§ ACTION ITEM:
The answer must be an exact copy of all the data below.

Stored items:
■ ■ ■ ■ ■

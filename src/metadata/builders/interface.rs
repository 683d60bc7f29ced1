use crate::{
    metadata::{
        builders::{GenericParamSpec, MethodBuilder, PropertySpec, TypeSpecification},
        customattributes::CustomAttributeValue,
        typesystem::{CilFlavor, CilTypeRc, TypeAttributes, TypeRegistry},
    },
    Result,
};

/// Builder for interface descriptions.
///
/// Every method added is declared `abstract virtual newslot`, property accessors
/// additionally `specialname`.
///
/// # Examples
///
/// ```rust
/// use cilproxy::metadata::{builders::{InterfaceBuilder, MethodBuilder}, typesystem::TypeRegistry};
///
/// let registry = TypeRegistry::new()?;
/// let int32 = registry.wellknown("System.Int32")?;
///
/// let a = InterfaceBuilder::new("Demo", "IA")
///     .method(MethodBuilder::new("Run").returns(&int32))
///     .build(&registry)?;
/// let b = InterfaceBuilder::new("Demo", "IB").extends(&a).build(&registry)?;
///
/// assert_eq!(b.all_interfaces().len(), 1);
/// # Ok::<(), cilproxy::Error>(())
/// ```
pub struct InterfaceBuilder {
    spec: TypeSpecification,
    methods: Vec<MethodBuilder>,
    properties: Vec<PropertySpec>,
}

impl InterfaceBuilder {
    /// A public top-level interface
    #[must_use]
    pub fn new(namespace: &str, name: &str) -> Self {
        InterfaceBuilder {
            spec: TypeSpecification::new(
                namespace,
                name,
                TypeAttributes::PUBLIC | TypeAttributes::INTERFACE | TypeAttributes::ABSTRACT,
            ),
            methods: Vec::new(),
            properties: Vec::new(),
        }
    }

    /// Replace the visibility bits
    #[must_use]
    pub fn visibility(mut self, visibility: TypeAttributes) -> Self {
        self.spec.flags = self.spec.flags.with_visibility(visibility);
        self
    }

    /// Nest the interface in `declaring`, nested-public unless changed afterwards
    #[must_use]
    pub fn nested_in(mut self, declaring: &CilTypeRc) -> Self {
        self.spec.declaring = Some(declaring.clone());
        self.visibility(TypeAttributes::NESTED_PUBLIC)
    }

    /// Append a generic parameter
    #[must_use]
    pub fn generic_param(mut self, spec: GenericParamSpec) -> Self {
        self.spec.generic_params.push(spec);
        self
    }

    /// Inherit another interface
    #[must_use]
    pub fn extends(mut self, iface: &CilTypeRc) -> Self {
        self.spec.interfaces.push(iface.clone());
        self
    }

    /// Declare a method
    #[must_use]
    pub fn method(mut self, method: MethodBuilder) -> Self {
        self.methods.push(method);
        self
    }

    /// Declare a property with an optional getter `get_{name}` and setter `set_{name}`
    #[must_use]
    pub fn property(mut self, name: &str, ty: &CilTypeRc, getter: bool, setter: bool) -> Self {
        let get = getter.then(|| MethodBuilder::new(format!("get_{name}")).returns(ty));
        let set = setter.then(|| MethodBuilder::new(format!("set_{name}")).param("value", ty));
        self.properties.push(PropertySpec::new(name, ty, get, set));
        self
    }

    /// Apply a custom attribute
    #[must_use]
    pub fn attribute(mut self, attribute: CustomAttributeValue) -> Self {
        self.spec.custom_attributes.push(attribute);
        self
    }

    /// Declare and register the interface.
    ///
    /// # Errors
    /// Returns an error if a member cannot be declared or the name is taken.
    pub fn build(self, registry: &TypeRegistry) -> Result<CilTypeRc> {
        let iface = self.spec.declare(registry, CilFlavor::Interface, None)?;

        for property in self.properties {
            property
                .map_accessors(MethodBuilder::make_abstract)
                .build(registry, &iface)?;
        }
        for method in self.methods {
            method.make_abstract().build(registry, &iface)?;
        }

        registry.insert(&iface)?;
        Ok(iface)
    }
}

■ ■ ■ ■ ■

§ TASK SOLUTION:
filename src/metadata/builders/interface.rs
repository 683d60bc7f29ced1
use crate::{
    metadata::{
        builders::{GenericParamSpec, MethodBuilder, PropertySpec, TypeSpecification},
        customattributes::CustomAttributeValue,
        typesystem::{CilFlavor, CilTypeRc, TypeAttributes, TypeRegistry},
    },
    Result,
};

/// Builder for interface descriptions.
///
/// Every method added is declared `abstract virtual newslot`, property accessors
/// additionally `specialname`.
///
/// # Examples
///
/// ```rust
/// use cilproxy::metadata::{builders::{InterfaceBuilder, MethodBuilder}, typesystem::TypeRegistry};
///
/// let registry = TypeRegistry::new()?;
/// let int32 = registry.wellknown("System.Int32")?;
///
/// let a = InterfaceBuilder::new("Demo", "IA")
///     .method(MethodBuilder::new("Run").returns(&int32))
///     .build(&registry)?;
/// let b = InterfaceBuilder::new("Demo", "IB").extends(&a).build(&registry)?;
///
/// assert_eq!(b.all_interfaces().len(), 1);
/// # Ok::<(), cilproxy::Error>(())
/// ```
pub struct InterfaceBuilder {
    spec: TypeSpecification,
    methods: Vec<MethodBuilder>,
    properties: Vec<PropertySpec>,
}

impl InterfaceBuilder {
    /// A public top-level interface
    #[must_use]
    pub fn new(namespace: &str, name: &str) -> Self {
        InterfaceBuilder {
            spec: TypeSpecification::new(
                namespace,
                name,
                TypeAttributes::PUBLIC | TypeAttributes::INTERFACE | TypeAttributes::ABSTRACT,
            ),
            methods: Vec::new(),
            properties: Vec::new(),
        }
    }

    /// Replace the visibility bits
    #[must_use]
    pub fn visibility(mut self, visibility: TypeAttributes) -> Self {
        self.spec.flags = self.spec.flags.with_visibility(visibility);
        self
    }

    /// Nest the interface in `declaring`, nested-public unless changed afterwards
    #[must_use]
    pub fn nested_in(mut self, declaring: &CilTypeRc) -> Self {
        self.spec.declaring = Some(declaring.clone());
        self.visibility(TypeAttributes::NESTED_PUBLIC)
    }

    /// Append a generic parameter
    #[must_use]
    pub fn generic_param(mut self, spec: GenericParamSpec) -> Self {
        self.spec.generic_params.push(spec);
        self
    }

    /// Inherit another interface
    #[must_use]
    pub fn extends(mut self, iface: &CilTypeRc) -> Self {
        self.spec.interfaces.push(iface.clone());
        self
    }

    /// Declare a method
    #[must_use]
    pub fn method(mut self, method: MethodBuilder) -> Self {
        self.methods.push(method);
        self
    }

    /// Declare a property with an optional getter `get_{name}` and setter `set_{name}`
    #[must_use]
    pub fn property(mut self, name: &str, ty: &CilTypeRc, getter: bool, setter: bool) -> Self {
        let get = getter.then(|| MethodBuilder::new(format!("get_{name}")).returns(ty));
        let set = setter.then(|| MethodBuilder::new(format!("set_{name}")).param("value", ty));
        self.properties.push(PropertySpec::new(name, ty, get, set));
        self
    }

    /// Apply a custom attribute
    #[must_use]
    pub fn attribute(mut self, attribute: CustomAttributeValue) -> Self {
        self.spec.custom_attributes.push(attribute);
        self
    }

    /// Declare and register the interface.
    ///
    /// # Errors
    /// Returns an error if a member cannot be declared or the name is taken.
    pub fn build(self, registry: &TypeRegistry) -> Result<CilTypeRc> {
        let iface = self.spec.declare(registry, CilFlavor::Interface, None)?;

        for property in self.properties {
            property
                .map_accessors(MethodBuilder::make_abstract)
                .build(registry, &iface)?;
        }
        for method in self.methods {
            method.make_abstract().build(registry, &iface)?;
        }

        registry.insert(&iface)?;
        Ok(iface)
    }
}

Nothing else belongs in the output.